High school comes, and now he doesn't want to order out but wants meals cooked again. But, I am so over the complaints and dissatisfaction with whatever we come up with for dinner. I say we because I have handed the dinner responsibility over to DH now. Sometimes I feel guilty but mostly I do not.
When I do cook though, I hate it because DH works late and DS is busy with after school stuff, weekend sports and I loathe cooking alone. Or find myself spending an hour or so with dinner and then they come home and say, oh, i already ate. Wasted hours cooking. And did I mention the kid will not eat leftovers? Or, if I don't cook when he's out because I think DS may be eating elsewhere, he'll come home, open the fridge, sigh and say, Where's the dinner?
Sorry for the rant - I am so over the dinner thing and though I'll miss him when he goes to college I am looking forward to having soup and salad (or something similarly easy) every night and that will be fine for Dh & me!
PP here again. Please skip over my rant. I thought this was a post about complaining teens.![]()

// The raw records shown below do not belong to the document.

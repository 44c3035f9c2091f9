//! Lightning and thunder-dragon: bolts, dragon qi and sparks

use super::{
    looping, opacity, rotate, scale, scale_x, scale_y, x_px, y_px, y_vh, ProfileDraft,
    ResolveContext,
};
use crate::params::DerivedParameters;
use crate::shapes::ShapeFamily;
use jianghu_animation::{Easing, InitialStyle};

/// Which of the three storm forms a particle takes
#[derive(Debug, Clone, Copy, PartialEq, Eq)]
pub(crate) enum StormForm {
    Bolt,
    Dragon,
    Spark,
}

impl StormForm {
    /// 25% bolts, 45% dragon qi, 30% sparks
    pub(crate) fn pick(p: &DerivedParameters) -> Self {
        match p.samples.s1 {
            r if r < 0.25 => StormForm::Bolt,
            r if r < 0.7 => StormForm::Dragon,
            _ => StormForm::Spark,
        }
    }
}

pub(super) fn storm(p: &DerivedParameters, ctx: &ResolveContext<'_>) -> ProfileDraft {
    match StormForm::pick(p) {
        StormForm::Bolt => bolt(p, ctx),
        StormForm::Dragon => dragon(p, ctx),
        StormForm::Spark => spark(p, ctx),
    }
}

/// A strike from just above the frame down three quarters of its height
fn bolt(p: &DerivedParameters, ctx: &ResolveContext<'_>) -> ProfileDraft {
    let s = &p.samples;
    let left = ((s.s1 + s.s2 + s.s3) % 1.0) * 100.0;
    ProfileDraft {
        initial: InitialStyle::at(left, -5.0).with_z_index(20),
        tracks: vec![
            y_vh(vec![0.0, 75.0]),
            opacity(vec![0.0, 1.0, 0.9, 0.0]),
            scale_y(vec![0.3, 1.5, 1.2, 0.4]),
            scale_x(vec![0.7 + s.s2 * 0.3, 1.2, 1.0, 0.5]),
        ],
        transition: looping(
            0.4 + s.s2 * 0.25,
            Easing::EaseIn,
            s.s1 * 3.0 + s.s4 * 2.0,
            2.0 + s.s3 * 4.0,
        ),
        shape: ctx.shape(ShapeFamily::LightningBolt, p.shape_variant % 3, p.size * 1.3),
    }
}

fn dragon(p: &DerivedParameters, ctx: &ResolveContext<'_>) -> ProfileDraft {
    let s = &p.samples;
    let left = ((s.s2 + s.s4) % 1.0) * 90.0 + 5.0;
    ProfileDraft {
        initial: InitialStyle::at(left, 10.0 + s.s2 * 70.0).with_z_index(15),
        tracks: vec![
            x_px(vec![0.0, 100.0 + s.s3 * 80.0]),
            y_px(vec![0.0, (s.s4 - 0.5) * 45.0, (s.s5 - 0.5) * 25.0]),
            opacity(vec![0.0, 0.6, 0.55, 0.35, 0.0]),
            scale_x(vec![0.9, 1.35, 1.15, 0.8]),
            scale_y(vec![1.0, 1.1, 1.0, 0.9]),
        ],
        transition: looping(
            3.0 + s.s2 * 2.0,
            Easing::EaseInOut,
            s.s2 * 3.0 + s.s5 * 2.0,
            1.2 + s.s5 * 2.0,
        ),
        shape: ctx.shape(ShapeFamily::DragonQi, 0, p.size * 1.1),
    }
}

fn spark(p: &DerivedParameters, ctx: &ResolveContext<'_>) -> ProfileDraft {
    let s = &p.samples;
    let left = ((s.s3 + s.s5) % 1.0) * 95.0 + 2.5;
    ProfileDraft {
        initial: InitialStyle::at(left, 10.0 + s.s2 * 75.0).with_z_index(17),
        tracks: vec![
            scale(vec![0.0, p.size * 1.25, p.size * 0.85, p.size * 1.1, 0.0]),
            opacity(vec![0.0, 0.9, 0.75, 0.85, 0.0]),
            rotate(vec![0.0, 45.0, -30.0, 20.0, 0.0]),
        ],
        transition: looping(
            0.5 + s.s2 * 0.35,
            Easing::EaseInOut,
            s.s3 * 4.0 + s.s6 * 2.0,
            0.8 + s.s4 * 2.5,
        ),
        shape: ctx.shape(ShapeFamily::LightningBolt, 2, p.size * 0.9),
    }
}
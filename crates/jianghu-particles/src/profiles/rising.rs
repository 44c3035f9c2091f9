//! Types that rise from the lower part of the frame

use super::{looping, opacity, rotate, scale, x_px, y_vh, ProfileDraft, ResolveContext};
use crate::params::DerivedParameters;
use crate::rand::coin;
use crate::shapes::ShapeFamily;
use jianghu_animation::{Easing, InitialStyle};

/// Fast launch, long settle
const THRUST: Easing = Easing::CubicBezier([0.1, 0.0, 0.2, 1.0]);

/// Color codes of the tiger faction palette
const TIGER_CODES: [&str; 2] = ["D35400", "E74C3C"];

fn from_below(p: &DerivedParameters, top: f64, z_index: i32) -> InitialStyle {
    InitialStyle::at(p.spread_position, top).with_z_index(z_index)
}

pub(super) fn serpent_sword(p: &DerivedParameters, ctx: &ResolveContext<'_>) -> ProfileDraft {
    let s = &p.samples;
    let angle = (s.s2 - 0.5) * 25.0;
    ProfileDraft {
        initial: from_below(p, 70.0 + s.s5 * 25.0, 16),
        tracks: vec![
            y_vh(vec![0.0, -85.0]),
            rotate(vec![angle, angle + (s.s3 - 0.5) * 8.0]),
            opacity(vec![0.0, 0.95, 0.9, 0.6, 0.0]),
            scale(vec![0.3, 1.2, 1.0, 0.4]),
        ],
        transition: looping(
            0.6 + s.s1 * 0.4,
            THRUST,
            s.s1 * 0.3 + s.s4 * 0.2,
            0.15 + s.s3 * 0.4,
        ),
        shape: ctx.shape(ShapeFamily::SerpentSwordAura, p.shape_variant, p.size * 1.2),
    }
}

/// Either a slow heavy blade or a wide pressure wave
pub(super) fn heavy_sword(p: &DerivedParameters, ctx: &ResolveContext<'_>) -> ProfileDraft {
    let s = &p.samples;
    let initial = from_below(p, 65.0 + s.s5 * 30.0, 16);
    let delay = s.s1 * 0.3 + s.s4 * 0.2;

    if s.s1 > 0.4 {
        let angle = (s.s2 - 0.5) * 5.0;
        ProfileDraft {
            initial,
            tracks: vec![
                y_vh(vec![0.0, -80.0]),
                rotate(vec![angle, angle]),
                opacity(vec![0.0, 0.9, 0.85, 0.6, 0.0]),
                scale(vec![0.4, 1.4, 1.2, 0.5]),
            ],
            transition: looping(
                1.8 + s.s1,
                Easing::CubicBezier([0.4, 0.0, 0.2, 1.0]),
                delay,
                0.3 + s.s3 * 0.6,
            ),
            shape: ctx.shape(ShapeFamily::HeavySwordAura, 0, p.size * 1.3),
        }
    } else {
        ProfileDraft {
            initial,
            tracks: vec![
                y_vh(vec![0.0, -60.0]),
                opacity(vec![0.0, 0.7, 0.65, 0.0]),
                scale(vec![0.8, 1.3, 1.1]),
            ],
            transition: looping(2.5 + s.s1, Easing::EaseOut, delay, 0.4 + s.s4 * 0.8),
            shape: ctx.shape(ShapeFamily::SwordPressure, 0, p.size * 1.2),
        }
    }
}

pub(super) fn imperial_sword(p: &DerivedParameters, ctx: &ResolveContext<'_>) -> ProfileDraft {
    let s = &p.samples;
    let angle = (s.s2 - 0.5) * 12.0;
    ProfileDraft {
        initial: from_below(p, 60.0 + s.s5 * 35.0, 17),
        tracks: vec![
            y_vh(vec![0.0, -100.0]),
            rotate(vec![angle, angle]),
            opacity(vec![0.0, 0.95, 0.9, 0.6, 0.0]),
            scale(vec![0.2, 1.5, 1.2, 0.3]),
        ],
        transition: looping(
            0.5 + s.s1 * 0.3,
            THRUST,
            s.s1 * 0.4 + s.s4 * 0.3,
            0.2 + s.s3 * 0.5,
        ),
        shape: ctx.shape(ShapeFamily::ImperialSwordAura, 0, p.size * 1.2),
    }
}

pub(super) fn flame(p: &DerivedParameters, ctx: &ResolveContext<'_>) -> ProfileDraft {
    let s = &p.samples;
    let sway = 18.0 + s.s2 * 30.0;
    let dir = coin(s.s3);
    let tiger = TIGER_CODES.iter().any(|code| ctx.color.contains_code(code));
    let shape = if tiger {
        ctx.shape(ShapeFamily::TigerFlame, 0, p.size * 0.9)
    } else {
        ctx.shape(ShapeFamily::DarkFlame, p.shape_variant, p.size * 0.9)
    };
    ProfileDraft {
        initial: from_below(p, 88.0 + s.s5 * 10.0, 14),
        tracks: vec![
            y_vh(vec![0.0, -70.0]),
            x_px(vec![0.0, sway * dir, -sway * 0.4 * dir]),
            scale(vec![p.size * 0.3, p.size * 1.1, p.size * 0.15]),
            opacity(vec![0.0, 0.6, 0.45, 0.0]),
        ],
        transition: looping(
            3.5 + s.s1 * 2.5,
            Easing::EaseOut,
            s.s1 * 0.5 + s.s4 * 0.3,
            0.3 + s.s4 * 0.6,
        ),
        shape,
    }
}

pub(super) fn blood_mist(p: &DerivedParameters, ctx: &ResolveContext<'_>) -> ProfileDraft {
    let s = &p.samples;
    let drift = 20.0 + s.s2 * 35.0;
    ProfileDraft {
        initial: from_below(p, 88.0 + s.s5 * 8.0, 14),
        tracks: vec![
            y_vh(vec![0.0, -75.0]),
            x_px(vec![0.0, (s.s3 - 0.5) * drift, (s.s4 - 0.5) * drift * 1.05]),
            scale(vec![p.size * 0.3, p.size * 1.2, p.size * 1.5]),
            opacity(vec![0.0, 0.5, 0.3, 0.0]),
        ],
        transition: looping(
            4.0 + s.s1 * 3.0,
            Easing::EaseOut,
            s.s1 * 0.5 + s.s3 * 0.3,
            0.5 + s.s5,
        ),
        shape: ctx.shape(ShapeFamily::BloodMist, p.shape_variant, p.size),
    }
}

/// Mostly slow clouds, with the occasional fast needle
pub(super) fn poison_cloud(p: &DerivedParameters, ctx: &ResolveContext<'_>) -> ProfileDraft {
    let s = &p.samples;
    let top = 70.0 + s.s5 * 25.0;
    let delay = s.s1 * 0.3 + s.s2 * 0.2;

    if s.s1 > 0.85 {
        let angle = (s.s2 - 0.5) * 35.0;
        ProfileDraft {
            initial: from_below(p, top, 15),
            tracks: vec![
                y_vh(vec![0.0, -75.0]),
                rotate(vec![angle, angle]),
                opacity(vec![0.0, 0.85, 0.75, 0.0]),
                scale(vec![0.5, 1.2, 0.8]),
            ],
            transition: looping(0.6 + s.s2 * 0.3, Easing::EaseOut, delay, 0.3 + s.s5 * 0.5),
            shape: ctx.shape(ShapeFamily::PoisonCloud, 1, p.size),
        }
    } else {
        let spread = 28.0 + s.s2 * 40.0;
        ProfileDraft {
            initial: from_below(p, top, 14),
            tracks: vec![
                y_vh(vec![0.0, -55.0]),
                x_px(vec![0.0, (s.s3 - 0.5) * spread, (s.s4 - 0.5) * spread * 1.05]),
                scale(vec![0.3, 1.0, 1.4]),
                opacity(vec![0.0, 0.55, 0.4, 0.0]),
            ],
            transition: looping(3.0 + s.s1 * 1.5, Easing::EaseOut, delay, 0.4 + s.s5 * 0.6),
            shape: ctx.shape(ShapeFamily::PoisonCloud, p.shape_variant, p.size),
        }
    }
}

pub(super) fn beast_aura(p: &DerivedParameters, ctx: &ResolveContext<'_>) -> ProfileDraft {
    let s = &p.samples;
    let sway = 45.0 + s.s2 * 70.0;
    ProfileDraft {
        initial: from_below(p, 85.0 + s.s5 * 12.0, 15),
        tracks: vec![
            y_vh(vec![0.0, -110.0]),
            x_px(vec![0.0, sway * coin(s.s3) * 0.8]),
            opacity(vec![0.0, 0.9, 0.85, 0.55, 0.0]),
            scale(vec![0.4, 1.3, 1.0, 0.35]),
        ],
        transition: looping(
            3.0 + s.s1 * 2.0,
            Easing::CubicBezier([0.2, 0.8, 0.4, 1.0]),
            s.s1 * 0.5 + s.s2 * 0.3,
            0.4 + s.s4 * 0.8,
        ),
        shape: ctx.shape(ShapeFamily::BeastMark, p.shape_variant, p.size),
    }
}

pub(super) fn imperial_decree(p: &DerivedParameters, ctx: &ResolveContext<'_>) -> ProfileDraft {
    let s = &p.samples;
    ProfileDraft {
        initial: from_below(p, 90.0 + s.s5 * 8.0, 14),
        tracks: vec![
            y_vh(vec![0.0, -105.0]),
            opacity(vec![0.0, 0.9, 0.85, 0.55, 0.0]),
            scale(vec![0.3, 1.1, 0.9]),
        ],
        transition: looping(
            5.0 + s.s1 * 3.0,
            Easing::EaseOut,
            s.s1 * 0.6 + s.s2 * 0.4,
            0.6 + s.s4 * 1.2,
        ),
        shape: ctx.shape(ShapeFamily::ImperialRegalia, p.shape_variant, p.size),
    }
}

pub(super) fn dark_flame(p: &DerivedParameters, ctx: &ResolveContext<'_>) -> ProfileDraft {
    let s = &p.samples;
    let flicker = 25.0 + s.s2 * 40.0;
    ProfileDraft {
        initial: from_below(p, 90.0 + s.s5 * 8.0, 15),
        tracks: vec![
            y_vh(vec![0.0, -95.0]),
            x_px(vec![
                0.0,
                flicker * 0.45 * coin(s.s3),
                -flicker * 0.35,
                flicker * 0.25,
            ]),
            scale(vec![0.4, 1.2, 0.9, 0.3]),
            opacity(vec![0.0, 0.85, 0.75, 0.4, 0.0]),
        ],
        transition: looping(
            2.5 + s.s1 * 1.5,
            Easing::EaseOut,
            s.s1 * 0.4 + s.s4 * 0.3,
            0.3 + s.s5 * 0.6,
        ),
        shape: ctx.shape(ShapeFamily::DarkFlame, p.shape_variant, p.size),
    }
}

#[cfg(test)]
mod tests {
    use super::*;
    use jianghu_core::{ParticleKey, ThemeColor};

    fn index_where(pred: impl Fn(&DerivedParameters) -> bool) -> DerivedParameters {
        (0..1000)
            .map(DerivedParameters::derive)
            .find(|p| pred(p))
            .unwrap()
    }

    #[test]
    fn flame_picks_tiger_shape_from_palette() {
        let key = ParticleKey::new("flame", 1);
        let p = DerivedParameters::derive(1);

        let tiger = ThemeColor::from("#d35400");
        let draft = flame(&p, &ResolveContext { color: &tiger, key: &key });
        assert_eq!(draft.shape.family, ShapeFamily::TigerFlame);

        let plain = ThemeColor::from("#8B0000");
        let draft = flame(&p, &ResolveContext { color: &plain, key: &key });
        assert_eq!(draft.shape.family, ShapeFamily::DarkFlame);
    }

    #[test]
    fn heavy_sword_has_two_forms() {
        let color = ThemeColor::default();
        let key = ParticleKey::new("heavy-sword", 0);
        let ctx = ResolveContext { color: &color, key: &key };

        let blade = heavy_sword(&index_where(|p| p.samples.s1 > 0.4), &ctx);
        assert_eq!(blade.shape.family, ShapeFamily::HeavySwordAura);
        assert_eq!(blade.tracks.len(), 4);

        let wave = heavy_sword(&index_where(|p| p.samples.s1 <= 0.4), &ctx);
        assert_eq!(wave.shape.family, ShapeFamily::SwordPressure);
        assert_eq!(wave.transition.ease, Easing::EaseOut);
    }

    #[test]
    fn poison_needles_are_rare_and_fast() {
        let color = ThemeColor::default();
        let key = ParticleKey::new("poison-cloud", 0);
        let ctx = ResolveContext { color: &color, key: &key };

        let needle = poison_cloud(&index_where(|p| p.samples.s1 > 0.85), &ctx);
        assert_eq!(needle.shape.variant, 1);
        assert!(needle.transition.duration < 1.0);

        let needles = (0..200)
            .map(DerivedParameters::derive)
            .filter(|p| p.samples.s1 > 0.85)
            .count();
        assert!(needles < 100);
    }
}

Anonymous wrote:Have only read the OP thus far, but ugh! In fact, I told DH just last night that I cannot wait until I can start making dinners that I want to eat vs. having to care so much about what everyone else wants.
In my defense, for years I enjoyed cooking and preparing my kid's lunch box, making sure there were healthy and tasty meals 3x/day. My kid loved everything I made for him/us.
Then middle school kicked in and the complaints started. (i know this is a teen thing - I did the same thing!) But he'd say: I'm not taking a lunch box to school; everyone orders from the school cafeteria. Yuck, but ok, at least he gets 2 decent meals/day. Then at dinner, came this: Why do we have the same thing all the time? Oh, I was over at Johnny's house and they had THE BEST dinner. Why don't we ever have anything here to eat? (not true). Covid happened and we started ordering out a lot.
High school comes, and now he doesn't want to order out but wants meals cooked again. But, I am so over the complaints and dissatisfaction with whatever we come up with for dinner. I say we because I have handed the dinner responsibility over to DH now. Sometimes I feel guilty but mostly I do not.
When I do cook though, I hate it because DH works late and DS is busy with after school stuff, weekend sports and I loathe cooking alone. Or find myself spending an hour or so with dinner and then they come home and say, oh, i already ate. Wasted hours cooking. And did I mention the kid will not eat leftovers? Or, if I don't cook when he's out because I think DS may be eating elsewhere, he'll come home, open the fridge, sigh and say, Where's the dinner?
Sorry for the rant - I am so over the dinner thing and though I'll miss him when he goes to college I am looking forward to having soup and salad (or something similarly easy) every night and that will be fine for Dh & me!